Records from a dataset

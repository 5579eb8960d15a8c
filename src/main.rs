use std::path::PathBuf;
use std::sync::Arc;
use std::time::Duration;

use clap::Parser;

use nodevisor::sim::{init_platform_or_halt, SimClock, SimIndicator, SimNode, SimTimeSync};
use nodevisor::{CompatibilityOutcome, Config, ErrorCode, NodeId, Subscribe, Supervisor};

#[derive(Parser)]
#[command(name = "nodevisor", about = "CAN field-bus node supervisor (simulated platform)")]
struct Cli {
    /// Path to configuration file; built-in defaults are used when absent
    #[arg(short, long)]
    config: Option<PathBuf>,

    /// Override `node.id`
    #[arg(long)]
    node_id: Option<u8>,

    /// Override `node.name`
    #[arg(long)]
    name: Option<String>,

    /// Report a conflict with this peer on the first compatibility check
    #[arg(long, value_name = "ID")]
    peer_conflict: Option<u8>,

    /// Fail this many start attempts before succeeding
    #[arg(long, value_name = "N", default_value_t = 0)]
    fail_starts: usize,

    /// Largest gap between simulated frames, in milliseconds
    #[arg(long, value_name = "MS", default_value_t = 200)]
    traffic_gap_ms: u64,
}

#[tokio::main]
async fn main() {
    let cli = Cli::parse();

    nodevisor::logging::init_from_env();

    let mut cfg = match &cli.config {
        Some(path) => match Config::load(path) {
            Ok(c) => c,
            Err(e) => {
                eprintln!("failed to load config from {}: {e}", path.display());
                std::process::exit(1);
            }
        },
        None => Config::default(),
    };
    if let Some(id) = cli.node_id {
        cfg.node_id = NodeId::new(id);
    }
    if let Some(name) = cli.name.clone() {
        cfg.node_name = name;
    }
    if let Err(e) = cfg.validate() {
        eprintln!("{e}");
        std::process::exit(1);
    }

    let (platform, can) = init_platform_or_halt(
        &cfg,
        Arc::new(SimClock::new()),
        Arc::new(SimIndicator::new()),
    )
    .await;
    can.spawn_traffic(Duration::from_millis(cli.traffic_gap_ms));

    let pool = cfg.memory_pool_bytes;
    let fail_starts = cli.fail_starts;
    let peer_conflict = cli.peer_conflict.map(NodeId::new);
    let make_node = move || {
        let node = SimNode::new(pool);
        let handle = node.handle();
        handle.script_start(std::iter::repeat_n(Err(ErrorCode::FAILURE), fail_starts));
        if let Some(peer) = peer_conflict {
            handle.script_compat([Ok(CompatibilityOutcome::conflict(peer))]);
        }
        node
    };

    #[cfg(feature = "logging")]
    let subs: Vec<Arc<dyn Subscribe>> = vec![Arc::new(nodevisor::EventLog)];
    #[cfg(not(feature = "logging"))]
    let subs: Vec<Arc<dyn Subscribe>> = Vec::new();

    let sup = match Supervisor::builder(cfg, platform)
        .with_subscribers(subs)
        .build(make_node, SimTimeSync::new())
    {
        Ok(sup) => sup,
        Err(e) => {
            eprintln!("{e}");
            std::process::exit(1);
        }
    };

    match sup.run().await {}
}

- _Task instructions_
May I have the entries returned exactly, with every line in place?

- _Result_
repository 5579eb8960d15a8c
filename src/main.rs
use std::path::PathBuf;
use std::sync::Arc;
use std::time::Duration;

use clap::Parser;

use nodevisor::sim::{init_platform_or_halt, SimClock, SimIndicator, SimNode, SimTimeSync};
use nodevisor::{CompatibilityOutcome, Config, ErrorCode, NodeId, Subscribe, Supervisor};

#[derive(Parser)]
#[command(name = "nodevisor", about = "CAN field-bus node supervisor (simulated platform)")]
struct Cli {
    /// Path to configuration file; built-in defaults are used when absent
    #[arg(short, long)]
    config: Option<PathBuf>,

    /// Override `node.id`
    #[arg(long)]
    node_id: Option<u8>,

    /// Override `node.name`
    #[arg(long)]
    name: Option<String>,

    /// Report a conflict with this peer on the first compatibility check
    #[arg(long, value_name = "ID")]
    peer_conflict: Option<u8>,

    /// Fail this many start attempts before succeeding
    #[arg(long, value_name = "N", default_value_t = 0)]
    fail_starts: usize,

    /// Largest gap between simulated frames, in milliseconds
    #[arg(long, value_name = "MS", default_value_t = 200)]
    traffic_gap_ms: u64,
}

#[tokio::main]
async fn main() {
    let cli = Cli::parse();

    nodevisor::logging::init_from_env();

    let mut cfg = match &cli.config {
        Some(path) => match Config::load(path) {
            Ok(c) => c,
            Err(e) => {
                eprintln!("failed to load config from {}: {e}", path.display());
                std::process::exit(1);
            }
        },
        None => Config::default(),
    };
    if let Some(id) = cli.node_id {
        cfg.node_id = NodeId::new(id);
    }
    if let Some(name) = cli.name.clone() {
        cfg.node_name = name;
    }
    if let Err(e) = cfg.validate() {
        eprintln!("{e}");
        std::process::exit(1);
    }

    let (platform, can) = init_platform_or_halt(
        &cfg,
        Arc::new(SimClock::new()),
        Arc::new(SimIndicator::new()),
    )
    .await;
    can.spawn_traffic(Duration::from_millis(cli.traffic_gap_ms));

    let pool = cfg.memory_pool_bytes;
    let fail_starts = cli.fail_starts;
    let peer_conflict = cli.peer_conflict.map(NodeId::new);
    let make_node = move || {
        let node = SimNode::new(pool);
        let handle = node.handle();
        handle.script_start(std::iter::repeat_n(Err(ErrorCode::FAILURE), fail_starts));
        if let Some(peer) = peer_conflict {
            handle.script_compat([Ok(CompatibilityOutcome::conflict(peer))]);
        }
        node
    };

    #[cfg(feature = "logging")]
    let subs: Vec<Arc<dyn Subscribe>> = vec![Arc::new(nodevisor::EventLog)];
    #[cfg(not(feature = "logging"))]
    let subs: Vec<Arc<dyn Subscribe>> = Vec::new();

    let sup = match Supervisor::builder(cfg, platform)
        .with_subscribers(subs)
        .build(make_node, SimTimeSync::new())
    {
        Ok(sup) => sup,
        Err(e) => {
            eprintln!("{e}");
            std::process::exit(1);
        }
    };

    match sup.run().await {}
}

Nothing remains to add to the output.